We buried my mom on Monday. (I’ve stared at this sentence for a bit – that’s a big statement! You only write that statement once in your lifetime.) Spending the day with family kind of meant the whole day was a prolonged service with story after story emerging, different facets of my mom emerging from each person. I will treasure the day as a day of closure for sure, but as a rich day of family connection, of personal connection with the past, a clarifying day of family history.
At the end of the day, I took my brother and our wives, to a little beach on a little extension of land that protrudes into Tampa Bay from the banks of the Manatee River. It’s a place where my brother has received many a sunset picture but had never been. The stories of the day continued there as we enjoyed a picnic supper in our beach chairs. God put on a wonderful master’s painting class as we watched the colors of the sun change in rapid succession.
As we talked and watched, mullet jumped here and there, but a lone dolphin stole the show, gently patrolling the beachfront, I imagine fishing for the same food that fisherman way out on a sandbar were seeking. The dolphin came from the left, swam past us, and then almost immediately turned around. Some might suggest that was my mom waving goodbye — I don’t think so, I don’t know that I’ve seen that dolphin before, but dolphins passing by there at that time of day happens often. It’s a thing.
But it was a blessing. I was so happy to have it go by so my brother could see it. There’s something wonderful about the big animal passing by so closely and with such grace. I did thank the Lord for blessing us with that image – like my mother, the people of our lives pass by closely and with grace, and as quickly as they come, so they pass. God’s mercies are new every morning (says Lamentations 3), but they must be savored and given thanks for quickly, because they fade quickly, too. Isaiah 90 comes to mind:
Yet you sweep people away in the sleep of death —
they are like the new grass of the morning:
In the morning, it springs up new, but by evening it is dry and withered.
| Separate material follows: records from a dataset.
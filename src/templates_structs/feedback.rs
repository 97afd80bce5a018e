use askama::Template;

use crate::models::feedback::{FeedbackRow, StatusCounts};
use crate::models::query_filter::SelectOption;
use super::PageContext;

#[derive(Template)]
#[template(path = "feedback/submit.html")]
pub struct FeedbackSubmitTemplate {
    pub ctx: PageContext,
    pub portfolio_options: Vec<SelectOption>,
    pub message: String,
    pub submitter_name: String,
    pub submitter_email: String,
    pub errors: Vec<String>,
    pub submitted: bool,
}

#[derive(Template)]
#[template(path = "feedback/mine.html")]
pub struct FeedbackMineTemplate {
    pub ctx: PageContext,
    pub items: Vec<FeedbackRow>,
}

/// Dashboard row with its edit-form dropdowns preselected.
pub struct FeedbackAdminRow {
    pub row: FeedbackRow,
    pub status_options: Vec<SelectOption>,
    pub assignee_options: Vec<SelectOption>,
}

#[derive(Template)]
#[template(path = "feedback/admin.html")]
pub struct FeedbackAdminTemplate {
    pub ctx: PageContext,
    pub rows: Vec<FeedbackAdminRow>,
    pub counts: StatusCounts,
    pub status_filter: Vec<SelectOption>,
    pub type_filter: Vec<SelectOption>,
    pub date_filter: Vec<SelectOption>,
    pub search: String,
    pub filter_active: bool,
    pub can_update: bool,
    /// Shown above the table when an update was refused or invalid.
    pub error: Option<String>,
}
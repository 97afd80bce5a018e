use actix_session::SessionExt;
use actix_web::{
    Error, HttpResponse,
    body::MessageBody,
    dev::{ServiceRequest, ServiceResponse},
    middleware::Next,
    web,
};
use actix_session::Session;
use chrono::Utc;
use sqlx::PgPool;

use crate::auth::session::{get_user_id, is_logged_in};
use crate::errors::AppError;
use crate::models::user;

/// Idle window after which a session is discarded, in minutes.
#[derive(Debug, Clone, Copy)]
pub struct IdleTimeout(pub i64);

/// Re-read the session's account from the database. Missing or inactive
/// accounts lose their session; otherwise the stored role and username are
/// replaced with the current values. Returns whether a user remains logged in.
pub async fn sync_account(session: &Session, pool: &PgPool) -> Result<bool, AppError> {
    let Some(user_id) = get_user_id(session).filter(|_| is_logged_in(session)) else {
        return Ok(false);
    };
    match user::find_by_id(pool, user_id).await? {
        Some(account) if account.is_active() => {
            let insert_err = |e: actix_session::SessionInsertError| AppError::Session(e.to_string());
            session.insert("role", account.role().as_str()).map_err(insert_err)?;
            session.insert("username", &account.username).map_err(insert_err)?;
            Ok(true)
        }
        _ => {
            log::info!("User {user_id} is inactive or gone, ending session");
            session.purge();
            Ok(false)
        }
    }
}

fn login_redirect() -> HttpResponse {
    HttpResponse::SeeOther()
        .insert_header(("Location", "/login"))
        .finish()
}

/// Middleware function that checks for an authenticated, non-idle session
/// backed by an active account. Redirects to /login otherwise and refreshes
/// `last_activity` on success.
pub async fn require_auth(
    req: ServiceRequest,
    next: Next<impl MessageBody + 'static>,
) -> Result<ServiceResponse<impl MessageBody>, Error> {
    let session = req.get_session();
    let idle_minutes = req
        .app_data::<web::Data<IdleTimeout>>()
        .map(|t| t.0)
        .unwrap_or(30);

    let now = Utc::now().timestamp();
    let last_activity = session.get::<i64>("last_activity").unwrap_or(None);

    if !is_logged_in(&session) || is_expired(last_activity, now, idle_minutes) {
        if last_activity.is_some() {
            log::info!("Session expired or invalid, redirecting to login");
        }
        session.purge();
        return Ok(req.into_response(login_redirect()).map_into_right_body());
    }

    let pool = req.app_data::<web::Data<PgPool>>().cloned();
    if let Some(pool) = pool {
        if !sync_account(&session, &pool).await? {
            return Ok(req.into_response(login_redirect()).map_into_right_body());
        }
    }

    let _ = session.insert("last_activity", now);
    next.call(req).await.map(|res| res.map_into_left_body())
}

/// For public pages: drop the session of an account that was deactivated,
/// so it is treated as a visitor. Never redirects.
pub async fn refresh_account(
    req: ServiceRequest,
    next: Next<impl MessageBody + 'static>,
) -> Result<ServiceResponse<impl MessageBody>, Error> {
    let pool = req.app_data::<web::Data<PgPool>>().cloned();
    if let Some(pool) = pool {
        sync_account(&req.get_session(), &pool).await?;
    }
    next.call(req).await
}

fn is_expired(last_activity: Option<i64>, now: i64, idle_minutes: i64) -> bool {
    match last_activity {
        Some(ts) => idle_minutes > 0 && now - ts > idle_minutes * 60,
        None => true,
    }
}

#[cfg(test)]
mod tests {
    use super::*;

    #[test]
    fn missing_activity_counts_as_expired() {
        assert!(is_expired(None, 1_000, 30));
    }

    #[test]
    fn activity_inside_window_is_fresh() {
        assert!(!is_expired(Some(1_000), 1_000 + 29 * 60, 30));
        assert!(is_expired(Some(1_000), 1_000 + 31 * 60, 30));
    }

    #[test]
    fn zero_minutes_disables_timeout() {
        assert!(!is_expired(Some(0), 10_000_000, 0));
    }
}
The most significant of the natural signs that evening come in the sunset itself. When there is not a cloud in the sky, the colors change, uniformly, but without much flare. Too many clouds and you can lose the sunset altogether. This evening, many clouds, and different kinds of clouds, enriched the sky. It was a complicated and nuanced canvas that God painted that evening. And full of symbolic meaning for us.
My brother told a wonderful story about a group of kids that came from the US for a missions trip to Costa Rica that my dad and he were helping. At the end of the trip, they took them to the Pacific side of the country, and they watched the sunset. Some pubescent (and not bright) boys loved the sunset so much that they resolved to get up early and watch the sun rise. To their credit, they woke before dawn, sat down at the beach where they had been, waiting for the sun to rise. It started to get bright, they got excited, but they never saw the sun. Until it was visible through the palm trees behind them, that is. You may be laughing, as I was when he told the story. Why?
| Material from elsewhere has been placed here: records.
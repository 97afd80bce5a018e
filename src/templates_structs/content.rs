use askama::Template;

use crate::models::event::Event;
use crate::models::news::NewsItem;
use crate::models::query_filter::SelectOption;
use super::PageContext;

#[derive(Template)]
#[template(path = "news/list.html")]
pub struct NewsListTemplate {
    pub ctx: PageContext,
    pub items: Vec<NewsItem>,
    pub search: String,
    pub date_options: Vec<SelectOption>,
    pub can_create: bool,
    pub can_edit: bool,
}

#[derive(Template)]
#[template(path = "news/detail.html")]
pub struct NewsDetailTemplate {
    pub ctx: PageContext,
    pub item: NewsItem,
    pub can_edit: bool,
    pub can_delete: bool,
}

#[derive(Template)]
#[template(path = "news/form.html")]
pub struct NewsFormTemplate {
    pub ctx: PageContext,
    pub form_action: String,
    pub form_title: String,
    pub title: String,
    pub content: String,
    pub image_url: String,
    pub status_options: Vec<SelectOption>,
    pub errors: Vec<String>,
}

#[derive(Template)]
#[template(path = "events/list.html")]
pub struct EventListTemplate {
    pub ctx: PageContext,
    pub items: Vec<Event>,
    pub search: String,
    pub date_options: Vec<SelectOption>,
    pub can_create: bool,
    pub now: chrono::DateTime<chrono::Utc>,
}

#[derive(Template)]
#[template(path = "events/detail.html")]
pub struct EventDetailTemplate {
    pub ctx: PageContext,
    pub item: Event,
    pub can_edit: bool,
    pub can_delete: bool,
}

#[derive(Template)]
#[template(path = "events/form.html")]
pub struct EventFormTemplate {
    pub ctx: PageContext,
    pub form_action: String,
    pub form_title: String,
    pub title: String,
    pub description: String,
    pub location: String,
    pub event_date: String,
    pub end_date: String,
    pub image_url: String,
    pub errors: Vec<String>,
}
//! Outbound email for feedback responses.

use askama::Template;
use lettre::{
    Address, AsyncFileTransport, AsyncSmtpTransport, AsyncTransport, Message, Tokio1Executor,
    message::{Mailbox, header::ContentType},
    transport::smtp::authentication::Credentials,
};
use std::path::Path;

use crate::config::MailConfig;
use crate::errors::AppError;

pub struct Mailer {
    transport: MailTransport,
    from_email: String,
    from_name: String,
}

enum MailTransport {
    Smtp(AsyncSmtpTransport<Tokio1Executor>),
    File(AsyncFileTransport<Tokio1Executor>),
}

impl Mailer {
    pub fn new(config: &MailConfig) -> Result<Self, String> {
        let transport = match &config.smtp_host {
            Some(host) => {
                let mut builder = AsyncSmtpTransport::<Tokio1Executor>::starttls_relay(host)
                    .map_err(|e| format!("create SMTP transport: {e}"))?
                    .port(config.smtp_port);
                if !config.smtp_username.is_empty() {
                    builder = builder.credentials(Credentials::new(
                        config.smtp_username.clone(),
                        config.smtp_password.clone(),
                    ));
                }
                log::info!("Mail: SMTP relay {host}:{}", config.smtp_port);
                MailTransport::Smtp(builder.build())
            }
            None => {
                let dir = Path::new(&config.mail_dir);
                if !dir.exists() {
                    std::fs::create_dir_all(dir)
                        .map_err(|e| format!("create mail directory {}: {e}", config.mail_dir))?;
                }
                log::info!("Mail: no SMTP_HOST, writing messages to {}", config.mail_dir);
                MailTransport::File(AsyncFileTransport::<Tokio1Executor>::new(dir))
            }
        };

        Ok(Self {
            transport,
            from_email: config.from_email.clone(),
            from_name: config.from_name.clone(),
        })
    }

    pub async fn send(&self, to_email: &str, to_name: Option<&str>, subject: &str, html: &str) -> Result<(), String> {
        let from_address = self
            .from_email
            .parse::<Address>()
            .map_err(|e| format!("parse from address: {e}"))?;
        let from = Mailbox::new(Some(self.from_name.clone()), from_address);

        let to_address = to_email
            .trim()
            .parse::<Address>()
            .map_err(|e| format!("parse recipient '{to_email}': {e}"))?;
        let display = to_name.map(str::trim).filter(|n| !n.is_empty()).map(String::from);
        let to = Mailbox::new(display, to_address);

        let message = Message::builder()
            .from(from)
            .to(to)
            .subject(subject)
            .header(ContentType::TEXT_HTML)
            .body(html.to_string())
            .map_err(|e| format!("build message: {e}"))?;

        match &self.transport {
            MailTransport::Smtp(smtp) => {
                smtp.send(message).await.map_err(|e| format!("SMTP send: {e}"))?;
            }
            MailTransport::File(file) => {
                file.send(message).await.map_err(|e| format!("file send: {e}"))?;
            }
        }
        Ok(())
    }
}

#[derive(Template)]
#[template(path = "email/feedback_response.html")]
struct FeedbackResponseEmail<'a> {
    subject: &'a str,
    name: &'a str,
    topic: &'a str,
    status: &'a str,
    response: &'a str,
}

/// Subject and HTML body telling a submitter their feedback was answered.
pub fn feedback_response_email(
    name: &str,
    topic: &str,
    status: &str,
    response: &str,
) -> Result<(String, String), AppError> {
    let subject = format!("Update on your feedback: {topic}");
    let body = FeedbackResponseEmail {
        subject: &subject,
        name: name.trim(),
        topic,
        status,
        response: response.trim(),
    }
    .render()?;
    Ok((subject, body))
}

#[cfg(test)]
mod tests {
    use super::*;

    fn file_config(dir: &str) -> MailConfig {
        MailConfig {
            smtp_host: None,
            smtp_port: 587,
            smtp_username: String::new(),
            smtp_password: String::new(),
            from_email: "noreply@src.local".into(),
            from_name: "SRC Portal".into(),
            mail_dir: dir.into(),
        }
    }

    #[test]
    fn response_email_escapes_and_includes_response() {
        let (subject, body) =
            feedback_response_email("Jane & Co", "President", "Resolved", "Fixed <soon>").unwrap();
        assert_eq!(subject, "Update on your feedback: President");
        assert!(body.contains("Hello Jane &amp; Co,"));
        assert!(body.contains("Fixed &lt;soon&gt;"));
        assert!(body.contains("<strong>Resolved</strong>"));
    }

    #[test]
    fn response_block_omitted_when_empty() {
        let (_, body) = feedback_response_email("", "Welfare", "Resolved", "  ").unwrap();
        assert!(body.contains("Hello,"));
        assert!(!body.contains("Response:"));
    }

    #[tokio::test]
    async fn file_transport_writes_message() {
        let dir = std::env::temp_dir().join(format!("src-portal-mail-{}", std::process::id()));
        let mailer = Mailer::new(&file_config(dir.to_str().unwrap())).unwrap();
        mailer
            .send("jane@x.com", Some("Jane"), "Hello", "<p>hi</p>")
            .await
            .unwrap();
        let written = std::fs::read_dir(&dir).unwrap().count();
        assert!(written >= 1);
        let _ = std::fs::remove_dir_all(&dir);
    }

    #[tokio::test]
    async fn display_name_with_comma_is_accepted() {
        let dir = std::env::temp_dir().join(format!("src-portal-mail-comma-{}", std::process::id()));
        let mailer = Mailer::new(&file_config(dir.to_str().unwrap())).unwrap();
        mailer
            .send("jane@x.com", Some("Doe, Jane"), "Hello", "<p>hi</p>")
            .await
            .unwrap();
        assert!(mailer.send("not an address", Some("Jane"), "Hello", "<p>hi</p>").await.is_err());
        let _ = std::fs::remove_dir_all(&dir);
    }
}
Because you know that from the beginning of time, until it someday comes to an end, the sunrise is as predictable as the sunset. It happens every day. Without fail. But yes, one in the East and one in the West. And that evening, the evening of the day we buried my mom, the sun set on the life that we knew with her, her presence as regular as the sun’s rising in the morning but not anymore, punctuated by the beautiful sunset. The complexity, and the beauty, of the sunset that evening, and the promise of the sun rising tomorrow (always a symbol of resurrection) put an exclamation point on the day, on my mom’s life, on the grace of God though it all.
Grateful,
Craig
From the rising of the sun to the place where it sets, the name of the Lord is to be praised.